The Florida Project: Is the Tale of Childhood in the 2017 Film Real?

Directed by Sean Baker, the 2017 indie drama filmThe Florida Project’ is a story about childhood innocence that serves as a commentary on society’s stark socio-economical divide. The film is set in a budget motel, Magic Castle, near the renowned Walt Disney World in Florida and centers around a six-year-old kid, Moonee, and her young single mother, Halley. Over summer break, the little girl embarks on several small everyday adventures with her friends, Scooty and Jauncey, wreaking playful havoc in her motel, managed by Bobby, a kind but stern man.

While Moonee spends her childhood carefree and untethered, Halley struggles with holding their lives together. The film is a deep dive into the lives of different individuals, with the narrative executed with authenticity and realism. It immerses you in a child’s bright and imaginative world while presenting a genuine exploration of poverty, parenting, and homelessness. Given the film’s focus on mundane life and its cast of relatable characters, viewers might be curious to know if the film is based on a true story.

The Florida Project: Fiction Inspired by Real Struggles and Lives

‘The Florida Project’ is not based on a true story. However, the screenplay was co-written by Chris Bergoch and director Sean Baker, who did thorough research for this film. Initially, the idea came from news reports about homeless people in Florida, which inspired the pair of writers to tell a story about a mother and daughter duo. With the help of a grant from Cinereach, they undertook a trip to Orlando, which helped them get a clearer idea about the details of the film they wanted to make.

As such, the people Bergoch and Baker met during their research trip to Orlando greatly inspired the characters that form the film’s foundation. Discussing the same in an interview with Slant Magazine, Baker said, “Meeting motel managers really changed our approach to the film. We met one man in particular who opened up his world to us, and all the motel managers are almost like reluctant father figures.

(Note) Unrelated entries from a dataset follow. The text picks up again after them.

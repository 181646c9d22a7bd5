use crate::errors::{AppError, AppResult};

const ID_DIGITS: usize = 17;

/// Validates a national id (17 digits followed by a digit or `X`) and returns
/// its canonical form with the check character upper-cased.
pub fn validate_national_id(id: &str) -> AppResult<String> {
    let invalid = |message: &str| AppError::InvalidId {
        id: id.to_string(),
        message: message.to_string(),
    };

    if id.chars().count() != ID_DIGITS + 1 {
        return Err(invalid("expected 18 characters"));
    }

    let mut chars = id.chars();
    if !chars.by_ref().take(ID_DIGITS).all(|ch| ch.is_ascii_digit()) {
        return Err(invalid("the first 17 characters must be digits"));
    }

    match chars.next() {
        Some(ch) if ch.is_ascii_digit() => Ok(id.to_string()),
        Some('x') | Some('X') => Ok(format!("{}X", &id[..ID_DIGITS])),
        _ => Err(invalid("the last character must be a digit or X")),
    }
}

/// Registry key for a caller-supplied id: the canonical form when the id is
/// well formed, otherwise the input unchanged so lookups simply miss.
pub fn canonical_id(id: &str) -> String {
    validate_national_id(id).unwrap_or_else(|_| id.to_string())
}

pub fn validate_display_name(name: &str) -> AppResult<String> {
    let trimmed = name.trim();
    if trimmed.is_empty() {
        return Err(AppError::InvalidName {
            name: name.to_string(),
            message: "name cannot be empty".into(),
        });
    }
    if trimmed.chars().any(char::is_control) {
        return Err(AppError::InvalidName {
            name: name.to_string(),
            message: "name cannot contain control characters".into(),
        });
    }
    Ok(trimmed.to_string())
}
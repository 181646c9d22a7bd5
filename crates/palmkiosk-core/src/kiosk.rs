use std::path::Path;
use std::time::Duration;

use serde::Serialize;
use tracing::info;

use crate::errors::{AppError, AppResult};
use crate::palm::assets::{FilesystemAssetStore, ImageAssetStore};
use crate::palm::identity::canonical_id;
use crate::palm::enrollment::{
    CancelOutcome, CaptureOutcome, EnrollmentConfig, EnrollmentSession, SessionEvent,
    SessionSnapshot, SessionStatus,
};
use crate::palm::matcher::{
    GrayscaleCorrelation, MatchResult, MatchingEngine, SimilarityMetric, DEFAULT_THRESHOLD,
};
use crate::palm::registry::{
    ImageRef, JsonRecordStore, RecordStore, RemovedUser, UserRecord, UserRegistry,
};

#[derive(Debug, Clone, PartialEq)]
pub struct KioskConfig {
    pub enrollment: EnrollmentConfig,
    pub threshold: f64,
}

impl Default for KioskConfig {
    fn default() -> Self {
        Self {
            enrollment: EnrollmentConfig::default(),
            threshold: DEFAULT_THRESHOLD,
        }
    }
}

/// Outcomes announced to the notification sink. Intermediate progress is
/// only available by polling the session snapshot.
#[derive(Debug, Clone, PartialEq, Serialize)]
#[serde(tag = "event", rename_all = "snake_case")]
pub enum TerminalEvent {
    EnrollmentCompleted { id: String, name: String, samples: u32 },
    Recognition(MatchResult),
}

/// Fire-and-forget consumer of terminal events (voice prompts, popups).
pub trait NotificationSink {
    fn notify(&self, event: &TerminalEvent);
}

#[derive(Debug, Clone, Copy, Default)]
pub struct TracingSink;

impl NotificationSink for TracingSink {
    fn notify(&self, event: &TerminalEvent) {
        match event {
            TerminalEvent::EnrollmentCompleted { id, samples, .. } => {
                info!(target: "palmkiosk.notify", id = %id, samples, "enrollment completed");
            }
            TerminalEvent::Recognition(result) => match &result.candidate {
                Some(candidate) => info!(
                    target: "palmkiosk.notify",
                    id = %candidate.id,
                    score = result.score,
                    "recognition succeeded"
                ),
                None => info!(target: "palmkiosk.notify", score = result.score, "recognition failed"),
            },
        }
    }
}

/// Single-writer core: one registry, one enrollment slot and one matcher.
/// Callers feed frames, probes and elapsed time; nothing runs in the
/// background.
pub struct Kiosk<R = JsonRecordStore, A = FilesystemAssetStore, M = GrayscaleCorrelation> {
    registry: UserRegistry<R, A>,
    session: EnrollmentSession,
    engine: MatchingEngine<M>,
    threshold: f64,
    notifier: Box<dyn NotificationSink>,
}

impl Kiosk<JsonRecordStore, FilesystemAssetStore, GrayscaleCorrelation> {
    pub fn open(
        registry_path: &Path,
        image_dir: &Path,
        template_size: u32,
        config: KioskConfig,
    ) -> AppResult<Self> {
        let registry = UserRegistry::open_at(registry_path, image_dir)?;
        let engine = MatchingEngine::new(GrayscaleCorrelation::new(template_size));
        Ok(Self::new(registry, engine, config))
    }
}

impl<R, A, M> Kiosk<R, A, M>
where
    R: RecordStore,
    A: ImageAssetStore,
    M: SimilarityMetric,
{
    pub fn new(registry: UserRegistry<R, A>, engine: MatchingEngine<M>, config: KioskConfig) -> Self {
        Self {
            registry,
            session: EnrollmentSession::new(config.enrollment),
            engine,
            threshold: config.threshold,
            notifier: Box::new(TracingSink),
        }
    }

    pub fn with_notifier(mut self, notifier: impl NotificationSink + 'static) -> Self {
        self.notifier = Box::new(notifier);
        self
    }

    pub fn registry(&self) -> &UserRegistry<R, A> {
        &self.registry
    }

    pub fn threshold(&self) -> f64 {
        self.threshold
    }

    pub fn is_session_active(&self) -> bool {
        self.session.is_active()
    }

    pub fn session_snapshot(&self) -> SessionSnapshot {
        self.session.snapshot()
    }

    pub fn begin_enrollment(&mut self, name: &str, id: &str, force: bool) -> AppResult<SessionSnapshot> {
        if self.session.is_active() {
            return Err(AppError::SessionActive {
                id: self.session.subject_id().unwrap_or_default().to_string(),
            });
        }
        self.session.start(&mut self.registry, name, id, force)
    }

    /// Frames that the metric cannot read are refused before anything is
    /// stored.
    pub fn capture_sample(&mut self, frame: &[u8]) -> AppResult<CaptureOutcome> {
        if self.session.status() == SessionStatus::Capturing {
            self.engine.prepare_probe(frame)?;
        }
        let outcome = self.session.capture_sample(&mut self.registry, frame)?;

        if outcome.events.contains(&SessionEvent::Completed) {
            let snapshot = &outcome.snapshot;
            self.notifier.notify(&TerminalEvent::EnrollmentCompleted {
                id: snapshot.subject_id.clone().unwrap_or_default(),
                name: snapshot.subject_name.clone().unwrap_or_default(),
                samples: snapshot.total_captured,
            });
        }
        Ok(outcome)
    }

    pub fn advance(&mut self, elapsed: Duration) -> Vec<SessionEvent> {
        self.session.advance(elapsed)
    }

    pub fn resume(&mut self) -> AppResult<Vec<SessionEvent>> {
        self.session.resume()
    }

    pub fn cancel_enrollment(&mut self) -> AppResult<CancelOutcome> {
        self.session.cancel(&mut self.registry)
    }

    pub fn acknowledge_completion(&mut self) -> AppResult<SessionSnapshot> {
        self.session.finish()
    }

    pub fn recognize(&self, probe: &[u8]) -> AppResult<MatchResult> {
        self.recognize_with_threshold(probe, self.threshold)
    }

    pub fn recognize_with_threshold(&self, probe: &[u8], threshold: f64) -> AppResult<MatchResult> {
        let features = self.engine.prepare_probe(probe)?;
        let result = self
            .engine
            .match_probe(&features, &self.registry.snapshot(), threshold);
        self.notifier
            .notify(&TerminalEvent::Recognition(result.clone()));
        Ok(result)
    }

    pub fn search(&self, query: &str) -> Vec<UserRecord> {
        self.registry.search(query)
    }

    pub fn get_all_users(&self) -> Vec<UserRecord> {
        self.registry.get_all_users()
    }

    pub fn get_images(&self, id: &str) -> Vec<ImageRef> {
        self.registry.get_images(id)
    }

    /// The subject of a running session can only be removed by cancelling it.
    pub fn delete_user(&mut self, id: &str) -> AppResult<RemovedUser> {
        let key = canonical_id(id);
        if self.session.is_active() && self.session.subject_id() == Some(key.as_str()) {
            return Err(AppError::SessionActive { id: key });
        }
        self.registry.delete_user(id)
    }
}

That very much inspired the Bobby character.”

Similarly, several interactions with single moms who were in kindred situations to Halley’s also significantly informed Halley’s character. “I’m not going to say she [Halley] represents all single moms in that situation; she definitely doesn’t. There’s an extreme there that we’re showing. But at the same time, I did meet the real Halleys, and they do exist. And they were very isolated.”

According to data from Statistics for DCF Central Region, October 2021 to September 2022 saw 2,782 central region children removed to foster care. At a rate of 27.4 individuals per 10,000, on average, around 231.8 children were moved to Foster Care every month. As such, the relatability of the film’s characters and the raw authenticity found in their experiences are born from their connection to real-life people and issues. The realistic element behind Halley and Bobby’s characters, in particular, helps the film explore its prominent theme of parenthood.

Though neither Bobby nor Halley embodies the perfect parental figure in the kids’ lives, their flaws and fallbacks only improve their sense of realism. As such, the audience can connect with these characters more personally. Willem Dafoe’s Oscar-nominated performance as Bobby and Bria Vinaite’s similarly commendable interpretation of Halley further solidifies this tie between the audience and the characters on screen. Likewise, Brooklynn Prince’s compelling personification of Moonee, the central character, drives the film’s emotional heart.

Moonee’s exemplary childlike ignorance about her doomed predicament colors the film’s narrative with a moving innocence. Due to the same, the film delves into the concept of childhood with a refreshing approach. Since childhood, as a theme forms such a significant cog in the overall machine that is the film, this aspect was carefully studied and crafted by the writers. “In pre-production, we tried to watch as many children-oriented films as possible,” said Baker in a conversation with Roger Ebert. “We had already seen most of them, but we wanted to revisit, just to see how the masters tackled the subject but also what to avoid.”

The director/writer further cited movies like ‘Kes,’ ‘Small Change,’ and ‘The Little Rascals‘ as media he consumed for research. Foreign films like ‘Streetwise’ and ‘Miracle on 1st Street’ also helped him understand the niche genre. In the end, we can gather that although ‘The Florida Project’ is not a direct recreation of real-life events that happened to real people, there is certainly a layer of truth to the narrative. This film, created with sincere intention and careful research, reflects a part of reality often left undiscussed in mainstream media.